**Problem to solve:**
The full listing should be set down exactly as it reads.

**Data section:**
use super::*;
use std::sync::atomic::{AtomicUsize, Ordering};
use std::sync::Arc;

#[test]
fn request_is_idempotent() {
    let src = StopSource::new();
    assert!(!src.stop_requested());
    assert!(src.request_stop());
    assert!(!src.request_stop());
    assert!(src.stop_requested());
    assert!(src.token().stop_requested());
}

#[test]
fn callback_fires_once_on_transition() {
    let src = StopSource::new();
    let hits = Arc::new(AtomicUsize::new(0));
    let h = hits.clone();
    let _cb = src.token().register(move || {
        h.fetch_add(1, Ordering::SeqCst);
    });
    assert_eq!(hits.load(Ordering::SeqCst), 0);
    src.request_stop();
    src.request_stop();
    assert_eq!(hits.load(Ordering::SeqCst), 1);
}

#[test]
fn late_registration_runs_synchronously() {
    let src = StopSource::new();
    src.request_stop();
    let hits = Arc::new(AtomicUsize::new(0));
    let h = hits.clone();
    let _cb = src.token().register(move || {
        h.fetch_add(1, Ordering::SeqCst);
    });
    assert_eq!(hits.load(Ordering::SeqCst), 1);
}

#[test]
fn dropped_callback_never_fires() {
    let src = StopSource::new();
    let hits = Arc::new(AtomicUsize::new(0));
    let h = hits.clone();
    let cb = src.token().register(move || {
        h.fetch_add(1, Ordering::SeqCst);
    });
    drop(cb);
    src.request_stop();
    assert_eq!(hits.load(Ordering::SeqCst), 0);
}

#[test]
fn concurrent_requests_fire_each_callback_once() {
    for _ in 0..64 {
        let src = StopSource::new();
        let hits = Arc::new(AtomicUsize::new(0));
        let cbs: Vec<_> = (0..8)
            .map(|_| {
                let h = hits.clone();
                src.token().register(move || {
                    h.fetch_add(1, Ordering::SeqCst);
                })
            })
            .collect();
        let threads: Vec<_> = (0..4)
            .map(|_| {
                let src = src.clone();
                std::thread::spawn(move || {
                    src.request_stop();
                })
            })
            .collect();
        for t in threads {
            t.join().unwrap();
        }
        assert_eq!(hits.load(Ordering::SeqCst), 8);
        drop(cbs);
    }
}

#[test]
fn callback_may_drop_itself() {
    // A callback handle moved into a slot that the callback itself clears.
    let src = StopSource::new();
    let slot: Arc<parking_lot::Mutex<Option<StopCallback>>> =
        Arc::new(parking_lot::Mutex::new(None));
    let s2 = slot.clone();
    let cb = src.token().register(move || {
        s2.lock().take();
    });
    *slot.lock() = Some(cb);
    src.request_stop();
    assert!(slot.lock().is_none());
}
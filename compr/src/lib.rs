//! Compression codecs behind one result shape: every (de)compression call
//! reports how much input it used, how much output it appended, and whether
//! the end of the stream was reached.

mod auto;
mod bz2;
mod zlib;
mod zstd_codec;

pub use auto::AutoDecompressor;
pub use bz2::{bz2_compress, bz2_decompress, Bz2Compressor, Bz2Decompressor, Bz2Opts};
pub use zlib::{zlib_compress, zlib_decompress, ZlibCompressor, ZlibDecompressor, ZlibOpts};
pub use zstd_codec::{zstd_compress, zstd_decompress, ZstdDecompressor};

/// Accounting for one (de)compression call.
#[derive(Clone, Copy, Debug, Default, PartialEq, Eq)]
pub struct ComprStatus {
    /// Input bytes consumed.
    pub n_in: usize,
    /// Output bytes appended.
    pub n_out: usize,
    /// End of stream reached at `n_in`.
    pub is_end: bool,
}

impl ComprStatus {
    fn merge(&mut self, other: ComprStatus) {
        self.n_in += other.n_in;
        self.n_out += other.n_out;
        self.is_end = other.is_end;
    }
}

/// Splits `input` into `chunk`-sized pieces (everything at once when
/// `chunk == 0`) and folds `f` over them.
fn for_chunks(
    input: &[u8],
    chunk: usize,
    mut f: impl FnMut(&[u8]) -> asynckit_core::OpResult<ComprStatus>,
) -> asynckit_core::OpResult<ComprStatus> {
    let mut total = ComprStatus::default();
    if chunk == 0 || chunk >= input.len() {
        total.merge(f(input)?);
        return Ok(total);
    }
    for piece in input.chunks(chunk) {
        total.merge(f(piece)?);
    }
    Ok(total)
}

**Result of this task:**
use super::*;
use std::sync::atomic::{AtomicUsize, Ordering};
use std::sync::Arc;

#[test]
fn request_is_idempotent() {
    let src = StopSource::new();
    assert!(!src.stop_requested());
    assert!(src.request_stop());
    assert!(!src.request_stop());
    assert!(src.stop_requested());
    assert!(src.token().stop_requested());
}

#[test]
fn callback_fires_once_on_transition() {
    let src = StopSource::new();
    let hits = Arc::new(AtomicUsize::new(0));
    let h = hits.clone();
    let _cb = src.token().register(move || {
        h.fetch_add(1, Ordering::SeqCst);
    });
    assert_eq!(hits.load(Ordering::SeqCst), 0);
    src.request_stop();
    src.request_stop();
    assert_eq!(hits.load(Ordering::SeqCst), 1);
}

#[test]
fn late_registration_runs_synchronously() {
    let src = StopSource::new();
    src.request_stop();
    let hits = Arc::new(AtomicUsize::new(0));
    let h = hits.clone();
    let _cb = src.token().register(move || {
        h.fetch_add(1, Ordering::SeqCst);
    });
    assert_eq!(hits.load(Ordering::SeqCst), 1);
}

#[test]
fn dropped_callback_never_fires() {
    let src = StopSource::new();
    let hits = Arc::new(AtomicUsize::new(0));
    let h = hits.clone();
    let cb = src.token().register(move || {
        h.fetch_add(1, Ordering::SeqCst);
    });
    drop(cb);
    src.request_stop();
    assert_eq!(hits.load(Ordering::SeqCst), 0);
}

#[test]
fn concurrent_requests_fire_each_callback_once() {
    for _ in 0..64 {
        let src = StopSource::new();
        let hits = Arc::new(AtomicUsize::new(0));
        let cbs: Vec<_> = (0..8)
            .map(|_| {
                let h = hits.clone();
                src.token().register(move || {
                    h.fetch_add(1, Ordering::SeqCst);
                })
            })
            .collect();
        let threads: Vec<_> = (0..4)
            .map(|_| {
                let src = src.clone();
                std::thread::spawn(move || {
                    src.request_stop();
                })
            })
            .collect();
        for t in threads {
            t.join().unwrap();
        }
        assert_eq!(hits.load(Ordering::SeqCst), 8);
        drop(cbs);
    }
}

#[test]
fn callback_may_drop_itself() {
    // A callback handle moved into a slot that the callback itself clears.
    let src = StopSource::new();
    let slot: Arc<parking_lot::Mutex<Option<StopCallback>>> =
        Arc::new(parking_lot::Mutex::new(None));
    let s2 = slot.clone();
    let cb = src.token().register(move || {
        s2.lock().take();
    });
    *slot.lock() = Some(cb);
    src.request_stop();
    assert!(slot.lock().is_none());
}
filename compr/src/lib.rs
//! Compression codecs behind one result shape: every (de)compression call
//! reports how much input it used, how much output it appended, and whether
//! the end of the stream was reached.

mod auto;
mod bz2;
mod zlib;
mod zstd_codec;

pub use auto::AutoDecompressor;
pub use bz2::{bz2_compress, bz2_decompress, Bz2Compressor, Bz2Decompressor, Bz2Opts};
pub use zlib::{zlib_compress, zlib_decompress, ZlibCompressor, ZlibDecompressor, ZlibOpts};
pub use zstd_codec::{zstd_compress, zstd_decompress, ZstdDecompressor};

/// Accounting for one (de)compression call.
#[derive(Clone, Copy, Debug, Default, PartialEq, Eq)]
pub struct ComprStatus {
    /// Input bytes consumed.
    pub n_in: usize,
    /// Output bytes appended.
    pub n_out: usize,
    /// End of stream reached at `n_in`.
    pub is_end: bool,
}

impl ComprStatus {
    fn merge(&mut self, other: ComprStatus) {
        self.n_in += other.n_in;
        self.n_out += other.n_out;
        self.is_end = other.is_end;
    }
}

/// Splits `input` into `chunk`-sized pieces (everything at once when
/// `chunk == 0`) and folds `f` over them.
fn for_chunks(
    input: &[u8],
    chunk: usize,
    mut f: impl FnMut(&[u8]) -> asynckit_core::OpResult<ComprStatus>,
) -> asynckit_core::OpResult<ComprStatus> {
    let mut total = ComprStatus::default();
    if chunk == 0 || chunk >= input.len() {
        total.merge(f(input)?);
        return Ok(total);
    }
    for piece in input.chunks(chunk) {
        total.merge(f(piece)?);
    }
    Ok(total)
}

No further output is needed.